//! needle-eval CLI
//!
//! Grades needle-in-a-haystack benchmark runs and summarises accuracy by depth.
//!
//! ## Quick Start
//!
//! ```bash
//! # Score a run, with accuracy per 10% of document depth
//! ./needle-eval score \
//!     --input-pred ./preds.txt \
//!     --input-groundtruth ./groundtruth.txt \
//!     --output-file ./results/results_scores.txt \
//!     --depth-analysis
//!
//! # Bucket by needle page instead of question order
//! ./needle-eval score \
//!     --input-pred ./preds.txt \
//!     --input-groundtruth ./groundtruth.txt \
//!     --output-file ./results/results_scores.txt \
//!     --json ./results/results_scores.json \
//!     --depth-analysis \
//!     --needles-info-file ./needles.csv \
//!     --n-pages 100
//!
//! # Average depth profiles of many runs into one matrix
//! ./needle-eval matrix --results-path ./Results
//! ```
//!
//! ## Configuration
//!
//! Defaults come from `needle-eval.toml` in the working directory when
//! present (or `--config`); flags override it.

use anyhow::Result;
use clap::{Parser, Subcommand};
use std::path::{Path, PathBuf};

use needle_eval::config::EvalConfig;
use needle_eval::matrix::collect_matrix;
use needle_eval::output::{write_results_text, ScoreOutput, ScoreRunConfig};
use needle_eval::records::{load_aliases, load_groundtruth, load_needle_pages, load_predictions};
use needle_eval::scoring::{AliasTable, EvalInputs, ScoreSheet};
use needle_eval::EvalError;

#[derive(Parser)]
#[command(name = "needle-eval")]
#[command(about = "Score needle-in-a-haystack benchmark runs and analyse accuracy by depth")]
#[command(version)]
struct Cli {
    /// Path to config file (TOML); defaults to ./needle-eval.toml if present
    #[arg(long, global = true)]
    config: Option<PathBuf>,

    #[command(subcommand)]
    command: Commands,
}

#[derive(Subcommand)]
enum Commands {
    /// Evaluate predictions against groundtruth
    Score {
        /// Input file containing predictions
        #[arg(long)]
        input_pred: PathBuf,

        /// Input file containing groundtruths
        #[arg(long)]
        input_groundtruth: PathBuf,

        /// Output file to summarize the score
        #[arg(long)]
        output_file: PathBuf,

        /// Also write the full report as JSON
        #[arg(long)]
        json: Option<PathBuf>,

        /// Perform depth analysis of accuracy
        #[arg(long)]
        depth_analysis: bool,

        /// Skip depth analysis even if the config enables it
        #[arg(long, conflicts_with = "depth_analysis")]
        no_depth_analysis: bool,

        /// Optional alias file
        #[arg(long)]
        alias_file: Option<PathBuf>,

        /// Number of buckets for depth analysis (default 10)
        #[arg(long)]
        num_buckets: Option<usize>,

        /// CSV file containing needle page information
        #[arg(long)]
        needles_info_file: Option<PathBuf>,

        /// Total number of pages
        #[arg(long)]
        n_pages: Option<u32>,
    },

    /// Average depth profiles across benchmark runs
    ///
    /// Reads the depth section of
    /// <results-path>/<benchmark>/<benchmark>_<pages>Pages/results_scores.txt
    /// for every benchmark and page count in the config.
    Matrix {
        /// Path to the results directory
        #[arg(long, default_value = "Results")]
        results_path: PathBuf,

        /// Leave out the Average column
        #[arg(long)]
        no_average: bool,

        /// Also write the matrix as JSON
        #[arg(long)]
        json: Option<PathBuf>,
    },
}

fn main() -> Result<()> {
    // Initialize logging
    tracing_subscriber::fmt()
        .with_writer(std::io::stderr)
        .with_env_filter(
            tracing_subscriber::EnvFilter::from_default_env()
                .add_directive(tracing::Level::INFO.into()),
        )
        .init();

    let cli = Cli::parse();
    let config = EvalConfig::load_or_default(cli.config.as_deref())?;

    match cli.command {
        Commands::Score {
            input_pred,
            input_groundtruth,
            output_file,
            json,
            depth_analysis,
            no_depth_analysis,
            alias_file,
            num_buckets,
            needles_info_file,
            n_pages,
        } => {
            let depth_flag = if no_depth_analysis {
                Some(false)
            } else if depth_analysis {
                Some(true)
            } else {
                None
            };
            let options = config.run_options(depth_flag, num_buckets);
            let run = ScoreRunConfig {
                predictions: input_pred.to_string_lossy().to_string(),
                groundtruth: input_groundtruth.to_string_lossy().to_string(),
                aliases: alias_file.as_ref().map(|p| p.to_string_lossy().to_string()),
                needles_info: needles_info_file.as_ref().map(|p| p.to_string_lossy().to_string()),
                total_pages: n_pages,
                depth_analysis: options.depth_analysis,
                num_buckets: options.num_buckets,
            };
            run_score(
                &input_pred,
                &input_groundtruth,
                alias_file.as_deref(),
                needles_info_file.as_deref(),
                &output_file,
                json.as_deref(),
                run,
            )?;
        }

        Commands::Matrix {
            results_path,
            no_average,
            json,
        } => {
            run_matrix(&results_path, &config, no_average, json.as_deref())?;
        }
    }

    Ok(())
}

/// Load inputs, score, and write the results files
fn run_score(
    pred_path: &Path,
    groundtruth_path: &Path,
    alias_path: Option<&Path>,
    needles_path: Option<&Path>,
    output: &Path,
    json_output: Option<&Path>,
    run: ScoreRunConfig,
) -> Result<()> {
    if needles_path.is_some() != run.total_pages.is_some() {
        return Err(EvalError::Configuration(
            "Both needles_info_file and n_pages must be provided together".to_string(),
        )
        .into());
    }
    if run.depth_analysis && run.num_buckets == 0 {
        return Err(
            EvalError::Configuration("number of buckets must be positive".to_string()).into(),
        );
    }

    eprintln!("Loading predictions from {:?}...", pred_path);
    let predictions = load_predictions(pred_path)?;
    let expected = load_groundtruth(groundtruth_path)?;
    eprintln!(
        "  {} predictions, {} groundtruth entries",
        predictions.len(),
        expected.len()
    );

    let aliases = match alias_path {
        Some(path) => load_aliases(path)?,
        None => AliasTable::new(),
    };
    let needle_pages = needles_path.map(load_needle_pages).transpose()?;

    let mut inputs = EvalInputs::new(&predictions, &expected).with_aliases(&aliases);
    if let (Some(pages), Some(total)) = (needle_pages.as_deref(), run.total_pages) {
        inputs = inputs.with_needle_pages(pages).with_total_pages(total);
    }

    let sheet = ScoreSheet::score(&inputs)?;
    let depth = if run.depth_analysis {
        match sheet.depth_profile(run.num_buckets) {
            Ok(profile) => Some(profile),
            Err(e) => {
                eprintln!(
                    "Depth analysis failed; average accuracy was {:.2}",
                    sheet.average_accuracy()
                );
                return Err(e.into());
            }
        }
    } else {
        None
    };

    let report = sheet.into_report(depth);

    write_results_text(output, &report)?;
    println!("{}", report.format_summary());
    if let Some(depth) = &report.depth {
        for bucket in &depth.buckets {
            println!(
                "  {:>8}  {:>9}  (n={})",
                bucket.range.to_string(),
                bucket.accuracy.to_string(),
                bucket.size
            );
        }
    }
    println!("\nResults saved to {:?}", output);

    if let Some(path) = json_output {
        ScoreOutput::new(run, report).save(path)?;
        println!("JSON report saved to {:?}", path);
    }

    Ok(())
}

/// Build and print the cross-run depth matrix
fn run_matrix(
    results_path: &Path,
    config: &EvalConfig,
    no_average: bool,
    json_output: Option<&Path>,
) -> Result<()> {
    let mut matrix_config = config.matrix.clone();
    if no_average {
        matrix_config.include_average = false;
    }

    eprintln!(
        "Collecting {} benchmarks x {} page counts from {:?}...",
        matrix_config.benchmarks.len(),
        matrix_config.page_counts.len(),
        results_path
    );
    let matrix = collect_matrix(results_path, &matrix_config)?;
    print!("{}", matrix.format_table());

    if let Some(path) = json_output {
        if let Some(parent) = path.parent() {
            if !parent.as_os_str().is_empty() {
                std::fs::create_dir_all(parent)?;
            }
        }
        let json = serde_json::to_string_pretty(&matrix)?;
        std::fs::write(path, json)?;
        println!("\nMatrix saved to {:?}", path);
    }

    Ok(())
}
***
▶ _Exercise_: Your answer should be each line of the data that contains the word "benchmarks", copied as it stands.

▶ _Answer box_:
        "Collecting {} benchmarks x {} page counts from {:?}...",
        matrix_config.benchmarks.len(),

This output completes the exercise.